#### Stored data

-------------------------

use std::sync::Arc;
use std::time::Duration;

use crate::batch::DEFAULT_STEP;
use crate::cache::{CacheBackend, CacheConfig, CacheManager};
use crate::client::core::{GeneClient, DEFAULT_BASE_URL};
use crate::transport::HttpTransport;
use crate::{Error, Result};

/// Builder for creating clients with custom configuration.
///
/// Keep this surface area small and predictable (developer-friendly).
pub struct GeneClientBuilder {
    base_url: String,
    timeout: Duration,
    step: usize,
    delay: Duration,
    cache: Option<Arc<CacheManager>>,
    strict_status: bool,
}

impl GeneClientBuilder {
    pub fn new() -> Self {
        Self {
            base_url: DEFAULT_BASE_URL.to_string(),
            timeout: Duration::from_secs(30),
            step: DEFAULT_STEP,
            delay: Duration::from_secs(1),
            cache: None,
            strict_status: true,
        }
    }

    /// Override the service base URL (primarily for testing with mock
    /// servers).
    pub fn base_url(mut self, base_url: impl Into<String>) -> Self {
        self.base_url = base_url.into();
        self
    }

    /// Per-request timeout at the HTTP layer.
    pub fn timeout(mut self, timeout: Duration) -> Self {
        self.timeout = timeout;
        self
    }

    /// Batch size for batched operations. Clamped at request time to the
    /// largest batch the service accepts.
    pub fn step(mut self, step: usize) -> Self {
        self.step = step;
        self
    }

    /// Delay inserted between successive batch requests. `Duration::ZERO`
    /// disables pacing.
    pub fn delay(mut self, delay: Duration) -> Self {
        self.delay = delay;
        self
    }

    /// Install a response cache over the given backend.
    pub fn with_cache(mut self, backend: Box<dyn CacheBackend>, config: CacheConfig) -> Self {
        self.cache = Some(Arc::new(CacheManager::new(backend, config)));
        self
    }

    /// Install an externally managed cache.
    pub fn with_cache_manager(mut self, cache: Arc<CacheManager>) -> Self {
        self.cache = Some(cache);
        self
    }

    /// Disable strict HTTP status checking: error responses pass through
    /// uninterpreted instead of failing.
    pub fn strict_status(mut self, strict: bool) -> Self {
        self.strict_status = strict;
        self
    }

    /// Build the client.
    pub fn build(self) -> Result<GeneClient> {
        if self.step == 0 {
            return Err(Error::invalid_argument("step must be a positive integer"));
        }
        let transport = Arc::new(HttpTransport::new(
            &self.base_url,
            self.timeout,
            self.cache.clone(),
            self.strict_status,
        )?);
        Ok(GeneClient {
            transport,
            cache: self.cache,
            step: self.step,
            delay: self.delay,
        })
    }
}

impl Default for GeneClientBuilder {
    fn default() -> Self {
        Self::new()
    }
}

#[cfg(test)]
mod tests {
    use super::*;

    #[test]
    fn test_build_with_defaults() {
        let client = GeneClientBuilder::new().build().unwrap();
        assert!(client.cache().is_none());
    }

    #[test]
    fn test_zero_step_rejected_at_build_time() {
        let err = GeneClientBuilder::new().step(0).build().unwrap_err();
        assert!(matches!(err, Error::InvalidArgument { .. }));
    }

    #[test]
    fn test_invalid_base_url_rejected() {
        let err = GeneClientBuilder::new().base_url("::::").build().unwrap_err();
        assert!(matches!(err, Error::Configuration { .. }));
    }
}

-------------------------

#### Your assignment
Print all of the entries exactly, leaving nothing out.

#### Exercise response
use std::sync::Arc;
use std::time::Duration;

use crate::batch::DEFAULT_STEP;
use crate::cache::{CacheBackend, CacheConfig, CacheManager};
use crate::client::core::{GeneClient, DEFAULT_BASE_URL};
use crate::transport::HttpTransport;
use crate::{Error, Result};

/// Builder for creating clients with custom configuration.
///
/// Keep this surface area small and predictable (developer-friendly).
pub struct GeneClientBuilder {
    base_url: String,
    timeout: Duration,
    step: usize,
    delay: Duration,
    cache: Option<Arc<CacheManager>>,
    strict_status: bool,
}

impl GeneClientBuilder {
    pub fn new() -> Self {
        Self {
            base_url: DEFAULT_BASE_URL.to_string(),
            timeout: Duration::from_secs(30),
            step: DEFAULT_STEP,
            delay: Duration::from_secs(1),
            cache: None,
            strict_status: true,
        }
    }

    /// Override the service base URL (primarily for testing with mock
    /// servers).
    pub fn base_url(mut self, base_url: impl Into<String>) -> Self {
        self.base_url = base_url.into();
        self
    }

    /// Per-request timeout at the HTTP layer.
    pub fn timeout(mut self, timeout: Duration) -> Self {
        self.timeout = timeout;
        self
    }

    /// Batch size for batched operations. Clamped at request time to the
    /// largest batch the service accepts.
    pub fn step(mut self, step: usize) -> Self {
        self.step = step;
        self
    }

    /// Delay inserted between successive batch requests. `Duration::ZERO`
    /// disables pacing.
    pub fn delay(mut self, delay: Duration) -> Self {
        self.delay = delay;
        self
    }

    /// Install a response cache over the given backend.
    pub fn with_cache(mut self, backend: Box<dyn CacheBackend>, config: CacheConfig) -> Self {
        self.cache = Some(Arc::new(CacheManager::new(backend, config)));
        self
    }

    /// Install an externally managed cache.
    pub fn with_cache_manager(mut self, cache: Arc<CacheManager>) -> Self {
        self.cache = Some(cache);
        self
    }

    /// Disable strict HTTP status checking: error responses pass through
    /// uninterpreted instead of failing.
    pub fn strict_status(mut self, strict: bool) -> Self {
        self.strict_status = strict;
        self
    }

    /// Build the client.
    pub fn build(self) -> Result<GeneClient> {
        if self.step == 0 {
            return Err(Error::invalid_argument("step must be a positive integer"));
        }
        let transport = Arc::new(HttpTransport::new(
            &self.base_url,
            self.timeout,
            self.cache.clone(),
            self.strict_status,
        )?);
        Ok(GeneClient {
            transport,
            cache: self.cache,
            step: self.step,
            delay: self.delay,
        })
    }
}

impl Default for GeneClientBuilder {
    fn default() -> Self {
        Self::new()
    }
}

#[cfg(test)]
mod tests {
    use super::*;

    #[test]
    fn test_build_with_defaults() {
        let client = GeneClientBuilder::new().build().unwrap();
        assert!(client.cache().is_none());
    }

    #[test]
    fn test_zero_step_rejected_at_build_time() {
        let err = GeneClientBuilder::new().step(0).build().unwrap_err();
        assert!(matches!(err, Error::InvalidArgument { .. }));
    }

    #[test]
    fn test_invalid_base_url_rejected() {
        let err = GeneClientBuilder::new().base_url("::::").build().unwrap_err();
        assert!(matches!(err, Error::Configuration { .. }));
    }
}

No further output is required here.